Comparative advantages
So what do we do now? Continue living with such a depressing scenario and suffer the imminent consequences or try looking for ways to break the shackles of the model in vogue?
Let us take a look at our comparative advantages; 1) We are an agricultural country; 2) We are a market of about 220 million people; 3) Pakistan is located at the crossings of trade routes from Casablanca in Africa to Kashgar in West China’s Xinjiang Uyghur autonomous region and from Thailand in Southeast Asia to Turkey beyond the Middle East.
These advantages can be exploited to the maximum if we become a warehouse/trans-shipment economy rather than continue to hanker for an export-led economy, which we have been trying all through the last 30 years to achieve but without any success.
Trans-shipment economy
This would require a well-thought out trade policy that would allow almost free-of-duty entry of raw materials, intermediaries, and equipment in knock-down condition to be warehoused in Pakistan and then forwarded to final destinations after the required value addition. Such a regime would require letting the rupee appreciate/depreciate on its own strength without any artificial crutches.
Such a policy would also attract foreign direct investment in sectors in which it would be more economical for the sponsors to fabricate items inside Pakistan for local consumption and also re-export to four corners from the Pakistani ‘hub’. This will help facilitate transfer of technology and provide skills training to local manpower.
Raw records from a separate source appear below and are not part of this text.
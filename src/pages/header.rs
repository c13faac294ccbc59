use super::{custom, unsigned, Entry, PageContext};
use crate::layout::{header, PageKind};
use crate::models::{DecodedValue, ReportNode};
use crate::telemetry::Page;

pub const KIND: PageKind = PageKind::Header;

pub const ITEMS: &[Entry] = &[
    custom(farm_version),
    unsigned("Pages Supported", 3),
    unsigned("Log Size (B)", 4),
    unsigned("Page Size (B)", 5),
    unsigned("Max Drive Heads Supported", header::MAX_HEADS_SUPPORTED),
    unsigned("Max # of Copies", 7),
    unsigned("Reason for Frame Capture", 8),
];

/// "major.minor", gated on both fields.
fn farm_version(page: &Page, _ctx: &PageContext, node: &mut ReportNode) {
    let major = page.field(header::MAJOR_VERSION);
    let minor = page.field(header::MINOR_VERSION);
    if !major.is_supported() || !minor.is_supported() {
        return;
    }
    let value = if major.status().valid && minor.status().valid {
        DecodedValue::Text(format!("{}.{}", major.payload(), minor.payload()))
    } else {
        DecodedValue::Invalid
    };
    node.insert("FARM Version", value);
}
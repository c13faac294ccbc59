use super::{coverage, field, scaled, unsigned, Entry, Rule, Scale, Span};
use crate::decode::MICROS_PER_MINUTE;
use crate::layout::PageKind;

pub const KIND: PageKind = PageKind::Environment;

/// SAS drives report temperatures in tenths of a degree.
const TEMPERATURE: Rule = Rule::Scaled {
    scale: Scale::PerInterface { sata: 1.0, sas: 0.1 },
    signed: true,
};

const MOTOR_POWER: &[Span] = &[Span::Fields { offset: 16, len: 1 }];
const VOLTAGES: &[Span] = &[Span::Fields { offset: 17, len: 6 }];
const POWERS: &[Span] = &[Span::Fields { offset: 23, len: 6 }];

pub const ITEMS: &[Entry] = &[
    field("Current Temperature (C)", 2, TEMPERATURE),
    field("Highest Temperature (C)", 3, TEMPERATURE),
    field("Lowest Temperature (C)", 4, TEMPERATURE),
    field("Average Short Term Temperature (C)", 5, Rule::Signed),
    field("Average Long Term Temperature (C)", 6, Rule::Signed),
    field("Highest Average Short Term Temperature (C)", 7, Rule::Signed),
    field("Lowest Average Short Term Temperature (C)", 8, Rule::Signed),
    field("Highest Average Long Term Temperature (C)", 9, Rule::Signed),
    field("Lowest Average Long Term Temperature (C)", 10, Rule::Signed),
    field(
        "Time in Over Temperature (Hours)",
        11,
        Rule::Duration(MICROS_PER_MINUTE),
    ),
    field(
        "Time in Under Temperature (Hours)",
        12,
        Rule::Duration(MICROS_PER_MINUTE),
    ),
    unsigned("Specified Max Temperature (C)", 13),
    unsigned("Specified Min Temperature (C)", 14),
    scaled("Current Relative Humidity (%)", 15, 0.1, false),
    field("Current Motor Power Scalar", 16, Rule::Signed),
    coverage("Time Coverage for Motor Power (Hours)", MOTOR_POWER),
    scaled("Current 12v input (V)", 17, 0.001, false),
    scaled("Min 12v input (V)", 18, 0.001, false),
    scaled("Max 12v input (V)", 19, 0.001, false),
    scaled("Current 5v input (V)", 20, 0.001, false),
    scaled("Min 5v input (V)", 21, 0.001, false),
    scaled("Max 5v input (V)", 22, 0.001, false),
    coverage("Time Coverage for 12v & 5v voltage (Hours)", VOLTAGES),
    scaled("Average 12v power (W)", 23, 0.001, false),
    scaled("Min 12v power (W)", 24, 0.001, false),
    scaled("Max 12v power (W)", 25, 0.001, false),
    scaled("Average 5v power (W)", 26, 0.001, false),
    scaled("Min 5v power (W)", 27, 0.001, false),
    scaled("Max 5v power (W)", 28, 0.001, false),
    coverage("Time Coverage for 12v & 5v power (Hours)", POWERS),
];
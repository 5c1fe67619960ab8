//! Builds SSDP settings from `pmoconfig`.
//!
//! Same pattern as the other `*ConfigExt` traits: the YAML tree stays in
//! `pmoconfig`, this trait turns the `ssdp` and `responder` sections into
//! [`SsdpConfig`] and [`ResponderConfig`] values.

use anyhow::Result;
use pmoconfig::Config;
use std::net::Ipv4Addr;
use std::time::Duration;
use tracing::warn;

use crate::{
    DEFAULT_CACHE_MAX_AGE, DEFAULT_MAX_REPLY_DELAY, DEFAULT_MX, DIAL_SEARCH_TARGET,
    ResponderConfig, SSDP_MULTICAST_ADDR, SSDP_PORT, SsdpConfig,
};

/// Extension trait adding SSDP configuration to `pmoconfig::Config`
///
/// ```rust,ignore
/// use pmoconfig::get_config;
/// use pmossdp::SsdpConfigExt;
///
/// let config = get_config();
/// let ssdp = config.get_ssdp_config();
/// let responder = config.get_responder_config("http://192.0.2.1:8008/dd.xml")?;
/// ```
pub trait SsdpConfigExt {
    /// Protocol settings from the `ssdp` section
    ///
    /// `discover_timeout_secs` defaults to MX + 1.
    fn get_ssdp_config(&self) -> SsdpConfig;

    /// Sets the MX sent by discovery requests
    fn set_ssdp_mx(&self, mx: u32) -> Result<()>;

    /// Responder settings from the `responder` section
    ///
    /// The instance UUID is generated on first call and persisted, so a
    /// restarted responder keeps its `USN`.
    fn get_responder_config(&self, device_url: &str) -> Result<ResponderConfig>;

    /// Persistent responder UUID (without `uuid:` prefix)
    fn get_responder_uuid(&self) -> Result<String>;

    fn set_responder_cache_max_age(&self, seconds: u32) -> Result<()>;

    fn set_responder_max_delay(&self, seconds: u32) -> Result<()>;
}

fn to_u32(value: u64, what: &str, default: u32) -> u32 {
    u32::try_from(value).unwrap_or_else(|_| {
        warn!("{} {} out of range, using default {}", what, value, default);
        default
    })
}

fn parse_ipv4(value: &str, what: &str, default: Ipv4Addr) -> Ipv4Addr {
    value.parse().unwrap_or_else(|_| {
        warn!("Invalid {} '{}', using default {}", what, value, default);
        default
    })
}

impl SsdpConfigExt for Config {
    fn get_ssdp_config(&self) -> SsdpConfig {
        let multicast_addr = parse_ipv4(
            &self.get_string(&["ssdp", "multicast_addr"], &SSDP_MULTICAST_ADDR.to_string()),
            "SSDP multicast address",
            SSDP_MULTICAST_ADDR,
        );

        let port = u16::try_from(self.get_u64(&["ssdp", "port"], u64::from(SSDP_PORT)))
            .unwrap_or_else(|_| {
                warn!("SSDP port out of range, using default {}", SSDP_PORT);
                SSDP_PORT
            });

        let mx = to_u32(
            self.get_u64(&["ssdp", "mx"], u64::from(DEFAULT_MX)),
            "SSDP MX",
            DEFAULT_MX,
        );

        let timeout = self.get_u64(&["ssdp", "discover_timeout_secs"], u64::from(mx) + 1);

        SsdpConfig {
            multicast_addr,
            port,
            search_target: self.get_string(&["ssdp", "search_target"], DIAL_SEARCH_TARGET),
            mx,
            discover_timeout: Duration::from_secs(timeout),
        }
    }

    fn set_ssdp_mx(&self, mx: u32) -> Result<()> {
        self.set_u64(&["ssdp", "mx"], u64::from(mx))
    }

    fn get_responder_config(&self, device_url: &str) -> Result<ResponderConfig> {
        let mut config = ResponderConfig::new(device_url);

        config.bind_host = parse_ipv4(
            &self.get_string(&["responder", "bind_host"], "0.0.0.0"),
            "responder bind host",
            Ipv4Addr::UNSPECIFIED,
        );
        config.cache_expire_seconds = to_u32(
            self.get_u64(
                &["responder", "cache_max_age"],
                u64::from(DEFAULT_CACHE_MAX_AGE),
            ),
            "Responder cache max-age",
            DEFAULT_CACHE_MAX_AGE,
        );
        config.default_max_delay = to_u32(
            self.get_u64(
                &["responder", "max_reply_delay"],
                u64::from(DEFAULT_MAX_REPLY_DELAY),
            ),
            "Responder max reply delay",
            DEFAULT_MAX_REPLY_DELAY,
        );
        config.product_id = self.get_string(&["responder", "product_id"], &config.product_id);
        config.product_version =
            self.get_string(&["responder", "product_version"], &config.product_version);
        config.instance_uuid = self.get_responder_uuid()?;

        Ok(config)
    }

    fn get_responder_uuid(&self) -> Result<String> {
        self.get_or_create_uuid(&["responder", "uuid"])
    }

    fn set_responder_cache_max_age(&self, seconds: u32) -> Result<()> {
        self.set_u64(&["responder", "cache_max_age"], u64::from(seconds))
    }

    fn set_responder_max_delay(&self, seconds: u32) -> Result<()> {
        self.set_u64(&["responder", "max_reply_delay"], u64::from(seconds))
    }
}
use thiserror::Error;

/// Failures of socket setup or sending.
///
/// Malformed or unrelated datagrams are never errors: discovery and the
/// responder log and skip them.
#[derive(Error, Debug)]
pub enum SsdpError {
    #[error("SSDP socket error: {0}")]
    Io(#[from] std::io::Error),
    #[error("Invalid SSDP address: {0}")]
    InvalidAddress(String),
    #[error("SSDP responder must be started inside a tokio runtime")]
    NoRuntime,
}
Transfer of appropriate technologies would also open the way for Pakistan to graduate from an agricultural country to a leading high quality processed food and light-engineering goods’ exporter.
New opportunity
Luckily for Pakistan a new opportunity has opened up between Balochistan, which is said to be gifted with mineral riches amounting to trillions of dollars, and Western China, where industrialization is taking place at an accelerated pace.
The trade quantum that would be passing through between Gwadar port of Balochistan and Xingjiang in Western China in the next ten years or so is estimated to amount to a trillion dollars annually. To make the best of this opportunity we need to invest in developing a huge mass of educated and skilled manpower out of the youth bulge which Pakistan is endowed with.
Pakistan also needs to do some original thinking for exploitation of the land-locked Western part of China for mutual benefit.
China’s Western region contains 71.4% of mainland, but only 28.8% of its population, 19.9% of its total economic output (outdated by 10 years). Pakistani entrepreneurs as well as officials responsible for formulating economic policies need to visit at least the immediately adjacent Chinese regions to Gilgit-Baltistan and try to meet the game changer at its own game at its own home ground for setting up business activities for mutual economic benefit. At the same time, we need to introduce urgent reforms to improve skills and productivity of domestic manpower. This will require improving outcomes and equity in basic education and adult training programmes, and beefing up job search assistance and other active labour market policies to facilitate universal employment. A common challenge in the area of tertiary education is to improve university responsiveness to labour market needs.
An active trans-shipment economy would need speedy expansion in the capacities of Pakistan’s ports that would facilitate a drastic reduction in turnaround time at these ports. Indian ports are said to require an average of 84 hours to turn around a shipment. Busier ports like Hong Kong and Singapore get the job dome in seven hours. At present, it takes more than a week to turn around a shipment in Pakistan.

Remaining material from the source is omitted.